Je suis prêt à applaudir à tout ce qui a été fait dans le passé, à tout ce qui se fait dans le présent, à tout ce qui peut être fait dans l’avenir, dans le sens d’un mieux-être quelconque : matériel, intellectuel et mental. Je ne suis donc pas l’adversaire de ce qu’on appelle couramment les réformes, modifications et changements susceptibles d’affaiblir la somme des inégalités et des injustices inscrites dans le contrat social qui nous régit ; mais je suis l’ennemi déclaré du réformisme que j’ai, au début de cet article, défini en ces termes : « Le réformisme, c’est la doctrine de ceux qui, tout en s’affirmant en faveur d’une transformation sociale ayant pour objet d’asseoir l’organisation de la société sur des principes et fondements opposés à ceux qui existent, se proposent d’aboutir à ce résultat par une série plus ou moins considérable de réformes partielles, plus ou moins importantes, réalisées dans le cadre de la légalité. »



Et je n’ai rien de commun avec l’espèce « réformiste », qualificatif qui sert à désigner « la personne, le groupement, l’organisation ou le parti qui considèrent l’ensemble de ces réformes successives et légales comme le meilleur, voire le seul moyen de transformer le milieu social, disons, pour être plus précis, de substituer au monde capitaliste, le monde collectiviste ou communiste ».

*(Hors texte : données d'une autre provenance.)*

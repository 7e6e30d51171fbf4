/*
 * mod.rs
 * Copyright (C) 2026 Chris Burdess
 *
 * This file is part of Segnalibro, a Nostr bookmarking client.
 *
 * Segnalibro is free software: you can redistribute it and/or modify
 * it under the terms of the GNU General Public License as published by
 * the Free Software Foundation, either version 3 of the License, or
 * (at your option) any later version.
 *
 * Segnalibro is distributed in the hope that it will be useful,
 * but WITHOUT ANY WARRANTY; without even the implied warranty of
 * MERCHANTABILITY or FITNESS FOR A PARTICULAR PURPOSE.  See the
 * GNU General Public License for more details.
 *
 * You should have received a copy of the GNU General Public License
 * along with Segnalibro.  If not, see <http://www.gnu.org/licenses/>.
 */

//! Nostr client core: relay wire codec, NIP-65 relay lists, relay pool fan-out, relay list
//! discovery and caching, NIP-55 signer replies. Keys and event content are never logged.

pub mod cache;
pub mod error;
pub mod keys;
pub mod message;
pub mod nip55;
pub mod nip65;
pub mod pool;
pub mod relay_list;
pub mod repository;
pub mod transport;
pub mod types;

pub use cache::{FileRelayListStore, RelayListStore};
pub use error::NostrError;
pub use message::{decode, parse_relay_message, DecodeError, RelayMessage};
pub use nip65::parse_relay_list;
pub use pool::RelayPool;
pub use relay_list::RelayListFetcher;
pub use repository::RelayListRepository;
pub use transport::{RelayConnector, RelaySocket, TransportError, WebSocketConnector};
pub use types::{
    retain_secure, Filter, NostrEvent, PublishResult, RelayConfig, UnsignedEvent, KIND_BOOKMARK,
    KIND_COMMENT, KIND_RELAY_LIST,
};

Les améliorations légales et superposées que le réformisme et ses partisans parviennent à obtenir n’ont de valeur, à mes yeux, que dans la mesure ou : a) elles allègent ou suppriment quelques souffrances ; et il serait déraisonnable que, d’une part, je veuille abolir toute la part de douleurs évitables que comporte la vie humaine, au sein de la nature et de la société ; et que, d’autre part, je me refuse à tenir pour désirables et à accueillir avec satisfaction les mesures qui ont ou peuvent avoir pour résultat de soulager – si peu que ce soit – quelques-unes de ces souffrances ; b) elles sont une protestation, une attaque et une réalisation dirigées contre l’état de choses qu’il s’agit de renverser ; c) elles ébranlent la solidité du régime social que j’ambitionne de démolir ; et elles préparent plus ou moins efficacement, par voie d’acheminement, la transformation sociale qui, seule, est à même de mettre fin aux institutions qui consacrent, sanctionnent et perpétuent les multiples iniquités dont le poids écrase, depuis des millénaires, l’immense majorité des humains, au profit exclusif d’une infime minorité.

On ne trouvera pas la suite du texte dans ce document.